Was sind weitere Beispiele dafür, wie der Kapi­ta­lismus bis in unsere Sprache hinein­wirkt und diesen stützt?

Daniel Stähr: Deut­li­cher als sonst wird das in Krisen­si­tua­tionen, in denen häufig Meta­phern aus der Welt der Natur­ka­ta­stro­phen verwendet werden. Von „perfekten Stürmen“ oder Finanzt­s­unamis, die auf uns zurollen, ist dann oft die Rede. Ein anderes Beispiel sind Krank­heits­me­ta­phern, beispiels­weise „Deutsch­land als kranker Mann Europas“. Sie sugge­rieren, dass wir es mit Natur­ge­setzen zu tun hätten, denen wir schutzlos ausge­lie­fert sind. Das stimmt im Fall von wirt­schaft­li­chen Zusam­men­hängen aber einfach nicht. Der Kapi­ta­lismus ist ein menschen­ge­machtes System und kann auch von Menschen verän­dert werden.

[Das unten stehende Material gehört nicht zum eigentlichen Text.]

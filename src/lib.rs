//! Phylactery club management server
//!
//! Members, ranks and memberships, a lending library with availability and
//! tag computation, a blog with email notifications, and the committee's
//! control panel, served as a REST JSON API.

use std::sync::Arc;

pub mod api;
pub mod config;
pub mod error;
pub mod models;
pub mod repository;
pub mod services;
pub mod slug;

pub use config::AppConfig;
pub use error::{AppError, AppResult};

/// Application state shared across all handlers
#[derive(Clone)]
pub struct AppState {
    pub config: Arc<AppConfig>,
    pub services: Arc<services::Services>,
}
//! Members repository for database operations

use chrono::{NaiveDate, Utc};
use sqlx::{Pool, Postgres};

use super::{conflict_on_unique, page_offset};
use crate::{
    error::{AppError, AppResult},
    models::{
        enums::{EmailAudience, RankName},
        member::{CreateMember, CreateMembership, Member, MemberQuery, MemberShort, Membership, UpdateMember},
    },
};

/// SQL fragment: the member row `m` holds a valid membership on `$1`
const VALID_MEMBERSHIP_SQL: &str = r#"(
    EXISTS (SELECT 1 FROM memberships ms WHERE ms.member_id = m.id AND NOT ms.expired)
    OR EXISTS (
        SELECT 1 FROM rank_assignments ra JOIN ranks r ON r.id = ra.rank_id
        WHERE ra.member_id = m.id AND r.rank_name = 'LIFE-MEMBER'
          AND (ra.expired_date IS NULL OR ra.expired_date > $1)
    )
)"#;

#[derive(Clone)]
pub struct MembersRepository {
    pool: Pool<Postgres>,
}

impl MembersRepository {
    pub fn new(pool: Pool<Postgres>) -> Self {
        Self { pool }
    }

    /// Get member by ID
    pub async fn get_by_id(&self, id: i32) -> AppResult<Member> {
        sqlx::query_as::<_, Member>("SELECT * FROM members WHERE id = $1")
            .bind(id)
            .fetch_optional(&self.pool)
            .await?
            .ok_or_else(|| AppError::NotFound(format!("Member with id {} not found", id)))
    }

    /// Find member by email address (case-insensitive)
    pub async fn get_by_email(&self, email: &str) -> AppResult<Option<Member>> {
        let member = sqlx::query_as::<_, Member>(
            "SELECT * FROM members WHERE lower(email_address) = lower($1)",
        )
        .bind(email)
        .fetch_optional(&self.pool)
        .await?;
        Ok(member)
    }

    /// Search members by name, paginated
    pub async fn search(
        &self,
        query: &MemberQuery,
        today: NaiveDate,
        filter_notes: bool,
    ) -> AppResult<(Vec<MemberShort>, i64)> {
        let page = query.page.unwrap_or(1).max(1);
        let per_page = query.per_page.unwrap_or(25).clamp(1, 200);
        let offset = page_offset(page, per_page)?;

        let mut conditions = vec!["TRUE".to_string()];
        let mut idx = 2;
        let name_pattern = query
            .name
            .as_ref()
            .filter(|n| !n.trim().is_empty())
            .map(|n| format!("%{}%", n.trim()));

        if name_pattern.is_some() {
            conditions.push(format!(
                "(m.first_name ILIKE ${0} OR m.last_name ILIKE ${0} OR m.preferred_name ILIKE ${0})",
                idx
            ));
            idx += 1;
        }
        if filter_notes && query.has_notes == Some(true) {
            conditions.push("m.notes <> ''".to_string());
        }
        let where_clause = conditions.join(" AND ");

        let count_sql = format!(
            "SELECT COUNT(*) FROM members m WHERE {} AND $1::date IS NOT NULL",
            where_clause
        );
        let mut count_query = sqlx::query_scalar::<_, i64>(&count_sql).bind(today);
        if let Some(ref pattern) = name_pattern {
            count_query = count_query.bind(pattern);
        }
        let total = count_query.fetch_one(&self.pool).await?;

        let list_sql = format!(
            r#"
            SELECT m.id, m.first_name, m.last_name, m.preferred_name, m.pronouns,
                   m.student_number, m.join_date,
                   {valid} AS has_valid_membership
            FROM members m
            WHERE {where_clause}
            ORDER BY m.last_name, m.first_name
            LIMIT ${limit} OFFSET ${offset}
            "#,
            valid = VALID_MEMBERSHIP_SQL,
            where_clause = where_clause,
            limit = idx,
            offset = idx + 1,
        );
        let mut list_query = sqlx::query_as::<_, MemberShort>(&list_sql).bind(today);
        if let Some(ref pattern) = name_pattern {
            list_query = list_query.bind(pattern);
        }
        let members = list_query
            .bind(per_page)
            .bind(offset)
            .fetch_all(&self.pool)
            .await?;

        Ok((members, total))
    }

    /// Create a member together with their first membership
    pub async fn create_with_membership(
        &self,
        data: &CreateMember,
        authorising_gatekeeper_id: i32,
    ) -> AppResult<(Member, Membership)> {
        let mut tx = self.pool.begin().await?;

        let member = sqlx::query_as::<_, Member>(
            r#"
            INSERT INTO members (first_name, last_name, preferred_name, pronouns,
                                 email_address, student_number, receive_emails)
            VALUES ($1, $2, $3, $4, $5, $6, $7)
            RETURNING *
            "#,
        )
        .bind(data.first_name.trim())
        .bind(data.last_name.trim())
        .bind(data.preferred_name.as_deref().unwrap_or("").trim())
        .bind(data.pronouns.as_deref().unwrap_or(""))
        .bind(data.email_address.trim())
        .bind(data.student_number.as_deref().unwrap_or(""))
        .bind(data.receive_emails.unwrap_or(true))
        .fetch_one(&mut *tx)
        .await
        .map_err(|e| conflict_on_unique(e, "A member with this email address already exists"))?;

        let membership = insert_membership(&mut tx, member.id, &data.membership, authorising_gatekeeper_id).await?;

        tx.commit().await?;
        Ok((member, membership))
    }

    /// Add a membership for an existing member
    pub async fn add_membership(
        &self,
        member_id: i32,
        data: &CreateMembership,
        authorising_gatekeeper_id: i32,
    ) -> AppResult<Membership> {
        let mut tx = self.pool.begin().await?;
        let membership = insert_membership(&mut tx, member_id, data, authorising_gatekeeper_id).await?;
        tx.commit().await?;
        Ok(membership)
    }

    /// Memberships of a member, newest first
    pub async fn memberships(&self, member_id: i32) -> AppResult<Vec<Membership>> {
        let rows = sqlx::query_as::<_, Membership>(
            "SELECT * FROM memberships WHERE member_id = $1 ORDER BY date_purchased DESC, id DESC",
        )
        .bind(member_id)
        .fetch_all(&self.pool)
        .await?;
        Ok(rows)
    }

    /// Update member details
    pub async fn update(&self, id: i32, data: &UpdateMember) -> AppResult<Member> {
        let now = Utc::now();
        let mut sets = vec!["modified_at = $1".to_string()];
        let mut idx = 2;

        macro_rules! add_field {
            ($field:expr, $name:expr) => {
                if $field.is_some() {
                    sets.push(format!("{} = ${}", $name, idx));
                    idx += 1;
                }
            };
        }

        add_field!(data.first_name, "first_name");
        add_field!(data.last_name, "last_name");
        add_field!(data.preferred_name, "preferred_name");
        add_field!(data.pronouns, "pronouns");
        add_field!(data.email_address, "email_address");
        add_field!(data.student_number, "student_number");
        add_field!(data.notes, "notes");
        add_field!(data.receive_emails, "receive_emails");

        let query = format!(
            "UPDATE members SET {} WHERE id = ${} RETURNING *",
            sets.join(", "),
            idx
        );

        let mut builder = sqlx::query_as::<_, Member>(&query).bind(now);

        macro_rules! bind_field {
            ($field:expr) => {
                if let Some(ref val) = $field {
                    builder = builder.bind(val);
                }
            };
        }

        bind_field!(data.first_name);
        bind_field!(data.last_name);
        bind_field!(data.preferred_name);
        bind_field!(data.pronouns);
        bind_field!(data.email_address);
        bind_field!(data.student_number);
        bind_field!(data.notes);
        bind_field!(data.receive_emails);

        builder
            .bind(id)
            .fetch_optional(&self.pool)
            .await
            .map_err(|e| conflict_on_unique(e, "A member with this email address already exists"))?
            .ok_or_else(|| AppError::NotFound(format!("Member with id {} not found", id)))
    }

    /// Set the mailing list preference
    pub async fn set_receive_emails(&self, id: i32, receive_emails: bool) -> AppResult<()> {
        let result = sqlx::query(
            "UPDATE members SET receive_emails = $1, modified_at = NOW() WHERE id = $2",
        )
        .bind(receive_emails)
        .bind(id)
        .execute(&self.pool)
        .await?;
        if result.rows_affected() == 0 {
            return Err(AppError::NotFound(format!("Member with id {} not found", id)));
        }
        Ok(())
    }

    /// Mark every membership as expired, returning how many changed
    pub async fn expire_all_memberships(&self) -> AppResult<u64> {
        let result = sqlx::query("UPDATE memberships SET expired = TRUE WHERE NOT expired")
            .execute(&self.pool)
            .await?;
        Ok(result.rows_affected())
    }

    /// Members opted in to email who belong to `audience` on `today`
    pub async fn email_recipients(&self, audience: EmailAudience, today: NaiveDate) -> AppResult<Vec<Member>> {
        let audience_clause = match audience {
            EmailAudience::AllMembers => "TRUE".to_string(),
            EmailAudience::CurrentMembers => VALID_MEMBERSHIP_SQL.to_string(),
            EmailAudience::Committee => rank_clause(&committee_ranks()),
            EmailAudience::Gatekeepers => {
                let mut ranks = committee_ranks();
                ranks.push(RankName::Gatekeeper);
                ranks.push(RankName::Webkeeper);
                rank_clause(&ranks)
            }
        };

        let sql = format!(
            r#"
            SELECT m.* FROM members m
            WHERE m.receive_emails AND {}
              AND NOT EXISTS (
                  SELECT 1 FROM rank_assignments ra JOIN ranks r ON r.id = ra.rank_id
                  WHERE ra.member_id = m.id AND r.rank_name = 'EXCLUDED'
                    AND (ra.expired_date IS NULL OR ra.expired_date > $1)
              )
            ORDER BY m.id
            "#,
            audience_clause
        );

        let members = sqlx::query_as::<_, Member>(&sql)
            .bind(today)
            .fetch_all(&self.pool)
            .await?;
        Ok(members)
    }
}

fn committee_ranks() -> Vec<RankName> {
    let mut ranks = RankName::COMMITTEE_POSITIONS.to_vec();
    ranks.push(RankName::Committee);
    ranks
}

/// SQL fragment: the member row `m` holds one of `ranks` on `$1`
fn rank_clause(ranks: &[RankName]) -> String {
    let names: Vec<String> = ranks.iter().map(|r| format!("'{}'", r.as_str())).collect();
    format!(
        r#"EXISTS (
            SELECT 1 FROM rank_assignments ra JOIN ranks r ON r.id = ra.rank_id
            WHERE ra.member_id = m.id AND r.rank_name IN ({})
              AND (ra.expired_date IS NULL OR ra.expired_date > $1)
        )"#,
        names.join(", ")
    )
}

async fn insert_membership(
    tx: &mut sqlx::Transaction<'_, Postgres>,
    member_id: i32,
    data: &CreateMembership,
    authorising_gatekeeper_id: i32,
) -> AppResult<Membership> {
    let membership = sqlx::query_as::<_, Membership>(
        r#"
        INSERT INTO memberships (member_id, guild_member, amount_paid, phone_number, authorising_gatekeeper_id)
        VALUES ($1, $2, $3, $4, $5)
        RETURNING *
        "#,
    )
    .bind(member_id)
    .bind(data.guild_member)
    .bind(data.amount_paid)
    .bind(data.phone_number.trim())
    .bind(authorising_gatekeeper_id)
    .fetch_one(&mut **tx)
    .await?;
    Ok(membership)
}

Die Verant­wor­tung von Akteur*innen und der von ihnen geschaf­fenen ökono­mi­schen Struk­turen für konkrete Ereig­nisse wird unsichtbar gemacht – das ist also eine Funk­tion solcher Meta­phern. Gibt es noch andere?

Simon Sahner: Eine weitere Funk­tion ist, dass sie harte soziale Eingriffe vorbe­reiten können. Wenn man krank ist, ist eben auch mal bittere Medizin notwendig. So wurden Anfang der 2000er-Jahre die Einschnitte in die Sozi­al­sy­steme – Stich­wort Agenda 2010, Hartz-Reformen – rheto­risch vorbe­reitet. Und die dritte Funk­tion ist, dass diese Meta­phern die Situa­tion als alter­na­tivlos darstellen.

„Super­reich legt nahe, dass extremer Reichtum gut ist. Wer statt­dessen Über­reichtum verwendet, macht eine Grenze sichtbar, ab dem Reichtum schäd­lich wird.“

Daniel Stähr, Ökonom

Im Moment wird viel über die Wachs­tums­schwäche Deutsch­lands disku­tiert, sogar über eine drohende Deindu­stria­li­sie­rung. Ihr konntet das in eurem Buch nur anreissen, aber habt die Debatte sicher beobachtet.

Simon Sahner: In der Tat. Span­nend finde ich hier die Verwen­dung des Wohl­stands­be­griffs. Dauernd heisst es, dass wir den Wohl­stand unseres Landes retten müssen. Wohl­stand wird in Deutsch­land mit dem Wirt­schafts­wunder der 1950er-Jahre verbunden: Jede*r hat sein*ihr Häus­chen, sein*ihr Auto, und man kann in den Urlaub fahren. Wenn dann zur Rettung des Wohl­standes aufge­rufen wird, weiss jede*r, was gemeint ist. Wohl­stand ist aber ein total schwam­miger Begriff, wie Daniel näher erläu­tern kann.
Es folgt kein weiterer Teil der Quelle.